## PROBLEM REQUIREMENTS
Read the records beneath this task and copy every line that contains the string "matches".

· · · · ·

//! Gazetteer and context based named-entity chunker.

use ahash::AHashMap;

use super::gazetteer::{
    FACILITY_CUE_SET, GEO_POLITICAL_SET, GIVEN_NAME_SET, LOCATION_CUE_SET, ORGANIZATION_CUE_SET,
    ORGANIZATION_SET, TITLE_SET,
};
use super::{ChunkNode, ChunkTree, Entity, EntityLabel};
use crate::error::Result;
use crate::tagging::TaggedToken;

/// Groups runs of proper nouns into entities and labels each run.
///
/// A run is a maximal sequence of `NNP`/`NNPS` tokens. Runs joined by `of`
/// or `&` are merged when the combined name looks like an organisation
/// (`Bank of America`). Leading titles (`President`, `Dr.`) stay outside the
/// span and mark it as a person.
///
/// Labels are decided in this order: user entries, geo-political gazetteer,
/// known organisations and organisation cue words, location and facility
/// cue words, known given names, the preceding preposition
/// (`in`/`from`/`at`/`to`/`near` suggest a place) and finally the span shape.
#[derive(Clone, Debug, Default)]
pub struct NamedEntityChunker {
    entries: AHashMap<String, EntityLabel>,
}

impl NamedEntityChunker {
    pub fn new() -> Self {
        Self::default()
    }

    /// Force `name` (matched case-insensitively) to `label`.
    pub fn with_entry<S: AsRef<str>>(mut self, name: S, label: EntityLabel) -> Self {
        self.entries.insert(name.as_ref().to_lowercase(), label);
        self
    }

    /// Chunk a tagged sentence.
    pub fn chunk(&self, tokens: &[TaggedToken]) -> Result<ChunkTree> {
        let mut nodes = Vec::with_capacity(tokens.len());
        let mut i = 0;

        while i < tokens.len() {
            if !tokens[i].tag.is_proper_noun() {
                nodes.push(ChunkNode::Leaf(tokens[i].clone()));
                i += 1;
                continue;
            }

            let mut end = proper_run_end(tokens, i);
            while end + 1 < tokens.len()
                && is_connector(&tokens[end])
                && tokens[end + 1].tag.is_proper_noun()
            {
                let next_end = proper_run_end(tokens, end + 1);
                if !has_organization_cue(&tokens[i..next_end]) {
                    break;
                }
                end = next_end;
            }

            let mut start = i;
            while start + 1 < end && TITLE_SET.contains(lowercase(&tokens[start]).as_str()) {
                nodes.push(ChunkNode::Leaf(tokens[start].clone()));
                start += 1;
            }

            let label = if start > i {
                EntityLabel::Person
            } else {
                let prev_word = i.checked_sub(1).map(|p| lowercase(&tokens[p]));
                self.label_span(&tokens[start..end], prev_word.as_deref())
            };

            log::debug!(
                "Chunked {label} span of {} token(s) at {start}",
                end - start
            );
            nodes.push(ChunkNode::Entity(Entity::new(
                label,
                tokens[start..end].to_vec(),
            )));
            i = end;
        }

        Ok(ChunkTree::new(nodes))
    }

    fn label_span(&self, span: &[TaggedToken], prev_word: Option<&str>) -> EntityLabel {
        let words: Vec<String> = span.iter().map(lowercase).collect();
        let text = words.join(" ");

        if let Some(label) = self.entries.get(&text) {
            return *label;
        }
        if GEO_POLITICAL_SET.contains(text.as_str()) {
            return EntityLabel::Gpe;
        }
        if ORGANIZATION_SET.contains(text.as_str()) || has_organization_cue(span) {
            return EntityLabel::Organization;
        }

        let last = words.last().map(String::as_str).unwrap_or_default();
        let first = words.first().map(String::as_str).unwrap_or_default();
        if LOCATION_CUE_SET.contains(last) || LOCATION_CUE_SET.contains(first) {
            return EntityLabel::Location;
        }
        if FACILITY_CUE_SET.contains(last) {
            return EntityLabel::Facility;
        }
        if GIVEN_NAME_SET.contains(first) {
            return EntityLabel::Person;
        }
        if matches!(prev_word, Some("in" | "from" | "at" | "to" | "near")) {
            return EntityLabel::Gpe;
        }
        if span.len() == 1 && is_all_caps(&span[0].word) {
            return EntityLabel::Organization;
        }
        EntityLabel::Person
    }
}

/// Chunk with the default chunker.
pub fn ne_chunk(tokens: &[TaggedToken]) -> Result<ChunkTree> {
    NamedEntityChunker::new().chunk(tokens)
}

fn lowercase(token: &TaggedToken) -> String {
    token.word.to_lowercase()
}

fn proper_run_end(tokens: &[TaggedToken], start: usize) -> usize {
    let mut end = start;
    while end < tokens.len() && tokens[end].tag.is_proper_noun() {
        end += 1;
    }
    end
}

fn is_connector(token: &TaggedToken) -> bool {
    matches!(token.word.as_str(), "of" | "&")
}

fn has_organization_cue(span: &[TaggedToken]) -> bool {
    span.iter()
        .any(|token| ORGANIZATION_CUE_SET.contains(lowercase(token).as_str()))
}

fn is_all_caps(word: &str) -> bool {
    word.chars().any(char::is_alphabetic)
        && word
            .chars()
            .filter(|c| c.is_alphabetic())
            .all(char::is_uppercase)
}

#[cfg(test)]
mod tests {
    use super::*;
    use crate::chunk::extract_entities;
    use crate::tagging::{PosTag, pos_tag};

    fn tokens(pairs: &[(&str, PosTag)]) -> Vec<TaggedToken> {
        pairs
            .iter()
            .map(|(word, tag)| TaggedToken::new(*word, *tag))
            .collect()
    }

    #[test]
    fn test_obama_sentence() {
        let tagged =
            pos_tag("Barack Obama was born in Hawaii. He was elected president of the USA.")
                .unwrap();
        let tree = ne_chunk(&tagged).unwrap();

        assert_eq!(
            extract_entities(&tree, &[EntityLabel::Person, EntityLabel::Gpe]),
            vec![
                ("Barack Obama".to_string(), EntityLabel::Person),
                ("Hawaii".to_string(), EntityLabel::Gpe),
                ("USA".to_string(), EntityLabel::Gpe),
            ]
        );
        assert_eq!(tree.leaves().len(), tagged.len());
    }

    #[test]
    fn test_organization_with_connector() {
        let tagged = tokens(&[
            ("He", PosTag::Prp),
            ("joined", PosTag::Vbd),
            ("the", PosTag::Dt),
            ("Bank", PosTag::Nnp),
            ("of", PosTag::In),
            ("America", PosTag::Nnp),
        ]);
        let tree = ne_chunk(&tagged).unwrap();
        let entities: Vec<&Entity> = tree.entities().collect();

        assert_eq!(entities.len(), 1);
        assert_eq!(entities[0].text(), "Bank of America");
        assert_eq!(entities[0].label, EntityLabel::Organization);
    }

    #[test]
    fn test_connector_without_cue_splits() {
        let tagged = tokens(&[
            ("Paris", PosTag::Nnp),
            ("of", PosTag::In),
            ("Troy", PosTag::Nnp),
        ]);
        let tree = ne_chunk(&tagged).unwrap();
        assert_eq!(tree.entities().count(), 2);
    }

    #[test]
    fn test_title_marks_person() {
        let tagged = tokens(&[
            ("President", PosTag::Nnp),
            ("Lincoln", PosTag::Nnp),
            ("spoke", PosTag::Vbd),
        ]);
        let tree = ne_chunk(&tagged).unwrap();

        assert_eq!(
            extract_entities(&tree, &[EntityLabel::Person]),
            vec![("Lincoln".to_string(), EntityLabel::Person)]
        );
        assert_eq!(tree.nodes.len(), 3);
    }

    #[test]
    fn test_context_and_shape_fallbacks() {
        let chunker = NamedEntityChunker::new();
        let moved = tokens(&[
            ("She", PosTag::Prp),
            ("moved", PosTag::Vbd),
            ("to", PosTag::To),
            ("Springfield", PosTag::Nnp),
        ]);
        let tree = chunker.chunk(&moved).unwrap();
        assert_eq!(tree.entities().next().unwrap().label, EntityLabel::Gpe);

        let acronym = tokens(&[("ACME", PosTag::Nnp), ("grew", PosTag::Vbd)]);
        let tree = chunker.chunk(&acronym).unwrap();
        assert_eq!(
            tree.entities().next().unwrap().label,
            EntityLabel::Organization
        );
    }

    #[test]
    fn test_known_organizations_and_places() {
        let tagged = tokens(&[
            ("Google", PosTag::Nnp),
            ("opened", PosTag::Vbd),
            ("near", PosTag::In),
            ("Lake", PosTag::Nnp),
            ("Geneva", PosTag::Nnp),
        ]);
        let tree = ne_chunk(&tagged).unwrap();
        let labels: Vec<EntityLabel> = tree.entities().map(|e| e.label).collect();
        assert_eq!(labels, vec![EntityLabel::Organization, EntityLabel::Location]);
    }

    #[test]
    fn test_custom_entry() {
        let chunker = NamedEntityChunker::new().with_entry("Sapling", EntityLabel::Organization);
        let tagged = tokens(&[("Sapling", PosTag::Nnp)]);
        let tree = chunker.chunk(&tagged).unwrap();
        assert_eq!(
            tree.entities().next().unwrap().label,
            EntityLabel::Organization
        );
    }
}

· · · · ·

## RESPONSE BOX
        if matches!(prev_word, Some("in" | "from" | "at" | "to" | "near")) {
    matches!(token.word.as_str(), "of" | "&")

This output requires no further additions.